• [Dataset entries]
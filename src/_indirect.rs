#![doc = include_str!("../Readme.md")]
#![no_std]

#![forbid(unreachable_patterns)] // often indicates e.g. a typoed "constant" in a match statement
#![forbid(unsafe_op_in_unsafe_fn)]
#![deny(non_snake_case)] // often indicates e.g. a typoed "constant" in a match statement
#![warn(clippy::undocumented_unsafe_blocks)]
#![allow(clippy::let_unit_value)] // very common for const assertions
#![cfg_attr(not(feature = "default"), allow(dead_code, unused_imports))] // suppress noisy "dead code" warnings in non-default build configs

#[cfg(any(feature = "alloc", doc, test))] extern crate alloc;
#[cfg(any(feature = "std",   doc, test))] extern crate std;

type AllocNN    = core::ptr::NonNull<core::mem::MaybeUninit<u8>>;
type AllocNN0   = core::ptr::NonNull<u8>;


mod align;                                      pub use align::Alignment;

#[path = "allocator/_allocator.rs"      ] pub mod allocator;
#[path = "boxed/_boxed.rs"              ] pub mod boxed;
#[path = "traits/_traits.rs"            ] pub mod traits; #[doc(hidden)] pub use traits::*;
#[path = "util/_util.rs"                ] mod util;

#[doc(hidden)] pub mod bug;
pub mod error;

pub use boxed::Indirect;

• [YOUR INSTRUCTIONS] The required output is the full set of entries, reproduced verbatim.

• [ANSWER TO THIS TASK]
filename src/_indirect.rs
#![doc = include_str!("../Readme.md")]
#![no_std]

#![forbid(unreachable_patterns)] // often indicates e.g. a typoed "constant" in a match statement
#![forbid(unsafe_op_in_unsafe_fn)]
#![deny(non_snake_case)] // often indicates e.g. a typoed "constant" in a match statement
#![warn(clippy::undocumented_unsafe_blocks)]
#![allow(clippy::let_unit_value)] // very common for const assertions
#![cfg_attr(not(feature = "default"), allow(dead_code, unused_imports))] // suppress noisy "dead code" warnings in non-default build configs

#[cfg(any(feature = "alloc", doc, test))] extern crate alloc;
#[cfg(any(feature = "std",   doc, test))] extern crate std;

type AllocNN    = core::ptr::NonNull<core::mem::MaybeUninit<u8>>;
type AllocNN0   = core::ptr::NonNull<u8>;


mod align;                                      pub use align::Alignment;

#[path = "allocator/_allocator.rs"      ] pub mod allocator;
#[path = "boxed/_boxed.rs"              ] pub mod boxed;
#[path = "traits/_traits.rs"            ] pub mod traits; #[doc(hidden)] pub use traits::*;
#[path = "util/_util.rs"                ] mod util;

#[doc(hidden)] pub mod bug;
pub mod error;

pub use boxed::Indirect;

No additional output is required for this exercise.